Our interdependencies are now across the world susceptible to widespread, irreversible and cascading failure.

Except in New Zealand. There is a political gift to be taken, if National wants to uplift it, of New Zealand as a fully unified effort across all its infection and restoration efforts. That’s conservative as a party in all the right senses. It’s the unification of effort that we are missing and probably only National could do. National needs to find the way to use this current crisis to put the national effort back into National.

New Zealand can also be branded by National as one of the very few countries in the world where there could be integrated management to pest and pathogen alike. You may well ask: how could such a profoundly negative story assist any major political party? Well if Labour can win an election on it, National can too. Whenever the World Health Organisation finishes its investigation into COVID 19, there will be massive new questions about pathogens originating from animal hosts, and that virus transmission risk is highest from animal species that have increased in abundance and even expanded their range by adopting to human-dominated landscapes.

So National can steal back the mantle of national purpose, unifying the city and the country together again as Labour can never do. At a pretty fundamental level, there’s agreement to restore New Zealand to an ever-stronger state of environmental purity. The motives for doing so may differ, but that united political and policy effort has a common national end few disagree with. Only National has that, or will have that.

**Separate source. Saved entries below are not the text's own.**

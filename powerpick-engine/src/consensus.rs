use std::collections::BTreeMap;

use chrono::NaiveDate;
use rand::distr::weighted::WeightedIndex;
use rand::prelude::Distribution;
use rand::rngs::StdRng;
use rand::{Rng, SeedableRng};
use serde::Serialize;

use powerpick_db::models::{ComboKey, Pool};
use powerpick_db::source::DrawSource;

use crate::assistants::explain::{explain, Explanation};
use crate::assistants::AssistantId;
use crate::config::GuardConfig;
use crate::context::Context;
use crate::engine::{Prepared, RecommendReport, RecommendRequest, RecommendationEngine};
use crate::error::{EngineError, Result};
use crate::guard::{BlockReason, DuplicateGuard, Verdict};
use crate::weights::ranked;

/// Votes par numéro, indexés par `n - 1`.
#[derive(Debug, Clone, PartialEq, Eq)]
pub struct Tally {
    pub whites: Vec<u32>,
    pub powerball: Vec<u32>,
}

impl Tally {
    pub fn from_report(report: &RecommendReport) -> Self {
        let mut whites = vec![0u32; Pool::Whites.size()];
        let mut powerball = vec![0u32; Pool::Powerball.size()];
        for s in report.all_suggestions() {
            for &n in &s.whites {
                whites[(n - 1) as usize] += 1;
            }
            powerball[(s.powerball - 1) as usize] += 1;
        }
        Self { whites, powerball }
    }

    pub fn total_whites(&self) -> u32 {
        self.whites.iter().sum()
    }

    pub fn white_votes(&self, n: u8) -> u32 {
        self.whites[(n - 1) as usize]
    }

    pub fn powerball_votes(&self, n: u8) -> u32 {
        self.powerball[(n - 1) as usize]
    }
}

/// Pool pondéré dont le poids d'un numéro tiré décroît à chaque tirage.
#[derive(Debug, Clone)]
pub struct VotePool {
    numbers: Vec<u8>,
    weights: Vec<f64>,
    decay: f64,
    floor: f64,
}

impl VotePool {
    /// Les `limit` numéros les plus votés (votes > 0).
    pub fn top(votes: &[u32], limit: usize, decay: f64, floor: f64) -> Self {
        let as_f64: Vec<f64> = votes.iter().map(|&v| v as f64).collect();
        let (numbers, weights): (Vec<u8>, Vec<f64>) = ranked(&as_f64)
            .into_iter()
            .filter(|(_, w)| *w > 0.0)
            .take(limit)
            .unzip();
        Self {
            numbers,
            weights,
            decay,
            floor,
        }
    }

    pub fn len(&self) -> usize {
        self.numbers.len()
    }

    pub fn is_empty(&self) -> bool {
        self.numbers.is_empty()
    }

    pub fn numbers(&self) -> &[u8] {
        &self.numbers
    }

    pub fn draw(&mut self, rng: &mut StdRng) -> Option<u8> {
        let index = WeightedIndex::new(&self.weights).ok()?.sample(rng);
        let w = self.weights[index];
        self.weights[index] = (w * self.decay).max(self.floor);
        Some(self.numbers[index])
    }
}

#[derive(Debug, Clone, PartialEq, Serialize)]
pub struct ConsensusCombo {
    pub status: &'static str,
    pub target_date: NaiveDate,
    pub seed: u64,
    pub whites: [u8; 5],
    pub powerball: u8,
    pub score: f64,
    /// Portance moyenne de chaque signal sur les assistants qui l'emploient.
    pub signals_used: BTreeMap<String, f64>,
    /// Score de la grille sous chaque assistant.
    pub assistant_scores: BTreeMap<String, f64>,
    pub why: Vec<String>,
    pub rationale_tags: Vec<String>,
    pub votes_whites: Vec<u32>,
    pub votes_powerball: u32,
    pub total_suggestions: usize,
    pub mutations: usize,
    /// Faux si seule la correspondance exacte a pu être évitée.
    pub guard_passed: bool,
    pub near_duplicate: Option<BlockReason>,
}

pub fn build_consensus(
    engine: &RecommendationEngine,
    source: &dyn DrawSource,
    request: &RecommendRequest,
) -> Result<ConsensusCombo> {
    let (report, prepared) = engine.recommend_prepared(source, request)?;
    let total = report.accepted();
    if total == 0 {
        log::warn!("Consensus {} : aucune suggestion acceptée", report.target_date);
        return Err(EngineError::NoVotes);
    }
    let guard_config = request.guard.unwrap_or(engine.config().guard);
    // rapport servi par le cache : le contexte est reconstruit
    let prepared = match prepared {
        Some(p) => p,
        None => engine.prepare(source, report.target_date, &request.windows, guard_config.lookback)?,
    };
    combine(engine, &report, &prepared, guard_config)
}

fn combine(
    engine: &RecommendationEngine,
    report: &RecommendReport,
    prepared: &Prepared,
    guard_config: GuardConfig,
) -> Result<ConsensusCombo> {
    let config = engine.config();
    let tally = Tally::from_report(report);
    let mut rng = StdRng::seed_from_u64(report.seed);

    let mut white_pool = VotePool::top(
        &tally.whites,
        config.consensus_top_whites,
        config.consensus_decay,
        config.consensus_decay_floor,
    );
    let mut pb_pool = VotePool::top(
        &tally.powerball,
        config.consensus_top_powerballs,
        config.consensus_decay,
        config.consensus_decay_floor,
    );
    if white_pool.is_empty() || pb_pool.is_empty() {
        return Err(EngineError::NoVotes);
    }

    let mut chosen: Vec<u8> = Vec::with_capacity(5);
    let max_rounds = white_pool.len() * 10 + 50;
    for _ in 0..max_rounds {
        if chosen.len() == 5 {
            break;
        }
        if let Some(n) = white_pool.draw(&mut rng) {
            if !chosen.contains(&n) {
                chosen.push(n);
            }
        }
    }
    // complément par rang de vote puis par numéro
    let fill: Vec<u8> = white_pool
        .numbers()
        .iter()
        .copied()
        .chain(1..=Pool::Whites.size() as u8)
        .collect();
    for n in fill {
        if chosen.len() == 5 {
            break;
        }
        if !chosen.contains(&n) {
            chosen.push(n);
        }
    }
    let powerball = pb_pool.draw(&mut rng).ok_or(EngineError::NoVotes)?;

    let mut whites = [0u8; 5];
    whites.copy_from_slice(&chosen[..5]);
    whites.sort_unstable();

    let ctx = &prepared.ctx;
    let guard = DuplicateGuard::new(ctx, guard_config);
    let mut mutations = 0usize;
    let mut near_duplicate = None;
    let mut guard_passed = true;

    if let Verdict::Blocked(first) = guard.check_combo(&whites, powerball) {
        log::debug!("Consensus bloqué ({}), mutations", first.rule.as_str());
        let mut accepted = false;
        while mutations < config.consensus_mutations {
            mutations += 1;
            let mut candidate = whites;
            let slot = rng.random_range(0..5);
            let replacement = white_pool.numbers()[rng.random_range(0..white_pool.len())];
            if candidate.contains(&replacement) {
                continue;
            }
            candidate[slot] = replacement;
            candidate.sort_unstable();
            if guard.check_combo(&candidate, powerball).is_accept() {
                whites = candidate;
                accepted = true;
                break;
            }
        }
        if !accepted {
            let (fixed, verdict) = repair(&whites, powerball, &tally, &guard, ctx);
            whites = fixed;
            if let Verdict::Blocked(reason) = verdict {
                guard_passed = false;
                near_duplicate = Some(reason);
            }
        }
    }

    let key = ComboKey::new(&whites, powerball);
    if ctx.is_historical(&key) {
        return Err(EngineError::InvalidCombo(format!("consensus {} déjà sorti", key)));
    }

    let ids: Vec<_> = report.results.keys().copied().collect();
    let assistants = engine.registry().build(&ids, &prepared.book)?;
    let explanations: Vec<(AssistantId, Explanation)> = assistants
        .iter()
        .map(|a| (a.id, explain(a, ctx, &whites, powerball)))
        .collect();

    let assistant_scores: BTreeMap<String, f64> = explanations
        .iter()
        .map(|(id, e)| (id.as_str().to_string(), e.score))
        .collect();
    let mean_score = if assistant_scores.is_empty() {
        0.0
    } else {
        assistant_scores.values().sum::<f64>() / assistant_scores.len() as f64
    };

    let mut lifts: BTreeMap<String, Vec<f64>> = BTreeMap::new();
    for (_, e) in &explanations {
        for (name, lift) in &e.signals_used {
            lifts.entry(name.clone()).or_default().push(*lift);
        }
    }
    let signals_used: BTreeMap<String, f64> = lifts
        .into_iter()
        .map(|(name, v)| {
            let mean = v.iter().sum::<f64>() / v.len() as f64;
            (name, round4(mean))
        })
        .collect();

    let votes_whites: Vec<u32> = whites.iter().map(|&n| tally.white_votes(n)).collect();
    let votes_powerball = tally.powerball_votes(powerball);
    let mut why = vec![
        format!(
            "{} suggestions de {} assistant(s)",
            report.accepted(),
            report.results.len()
        ),
        format!(
            "Votes : {}",
            whites
                .iter()
                .zip(&votes_whites)
                .map(|(n, v)| format!("{} ({})", n, v))
                .collect::<Vec<_>>()
                .join(", ")
        ),
        format!("Powerball {} ({} votes)", powerball, votes_powerball),
    ];
    let best = explanations
        .iter()
        .max_by(|a, b| a.1.score.total_cmp(&b.1.score));
    if let Some((id, e)) = best {
        why.extend(e.why.iter().map(|line| format!("{} : {}", id.label(), line)));
    }
    if mutations > 0 {
        why.push(format!("{} mutation(s) pour écarter un doublon", mutations));
    }

    Ok(ConsensusCombo {
        status: "ok",
        target_date: report.target_date,
        seed: report.seed,
        whites,
        powerball,
        score: round4(mean_score),
        signals_used,
        assistant_scores,
        why,
        rationale_tags: vec!["consensus".to_string(), "vote_ensemble".to_string()],
        votes_whites,
        votes_powerball,
        total_suggestions: report.accepted(),
        mutations,
        guard_passed,
        near_duplicate,
    })
}

/// Remplacement déterministe de la blanche la moins votée jusqu'à obtenir
/// une grille acceptée, à défaut au moins absente de l'historique.
fn repair(
    whites: &[u8; 5],
    powerball: u8,
    tally: &Tally,
    guard: &DuplicateGuard<'_>,
    ctx: &Context,
) -> ([u8; 5], Verdict) {
    let mut slots: Vec<usize> = (0..5).collect();
    slots.sort_by_key(|&i| (tally.white_votes(whites[i]), whites[i]));

    let as_f64: Vec<f64> = tally.whites.iter().map(|&v| v as f64).collect();
    let by_votes: Vec<u8> = ranked(&as_f64).into_iter().map(|(n, _)| n).collect();

    let mut fallback: Option<([u8; 5], Verdict)> = None;
    for &slot in &slots {
        for &n in &by_votes {
            if whites.contains(&n) {
                continue;
            }
            let mut candidate = *whites;
            candidate[slot] = n;
            candidate.sort_unstable();
            match guard.check_combo(&candidate, powerball) {
                Verdict::Accept => return (candidate, Verdict::Accept),
                blocked => {
                    if fallback.is_none() && !ctx.is_historical(&ComboKey::new(&candidate, powerball)) {
                        fallback = Some((candidate, blocked));
                    }
                }
            }
        }
    }
    let original = guard.check_combo(whites, powerball);
    fallback.unwrap_or((*whites, original))
}

fn round4(x: f64) -> f64 {
    (x * 10_000.0).round() / 10_000.0
}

Climate change and irrigation: Rangitata. Yes, it will likely need to bite the bullet of national water price regulation, not just water quality regulation. But as well as pushing irrigation as the driver for higher and more stable productivity for annual wealth per hectare, National could promote irrigation as New Zealand’s best defence against climate change. Water security has damaged Labour’s Phil Goff, is expanding the economic and social security of the Nelson area, and completely drives the economy of mid-Canterbury. Labour is also wading (sorry) into water governance reforms this term, which will of course piss off rural towns. Irrigation should be a major political issue where National can gain a strong edge back against Labour.

None of the above, of course involves National’s usual cut costs and cut worker power approach. It’s a conservative+liberal rural+tech approach. It’s Rangitata.

Rangitata isn’t the most obvious place to look for solutions to National’s future, but they should.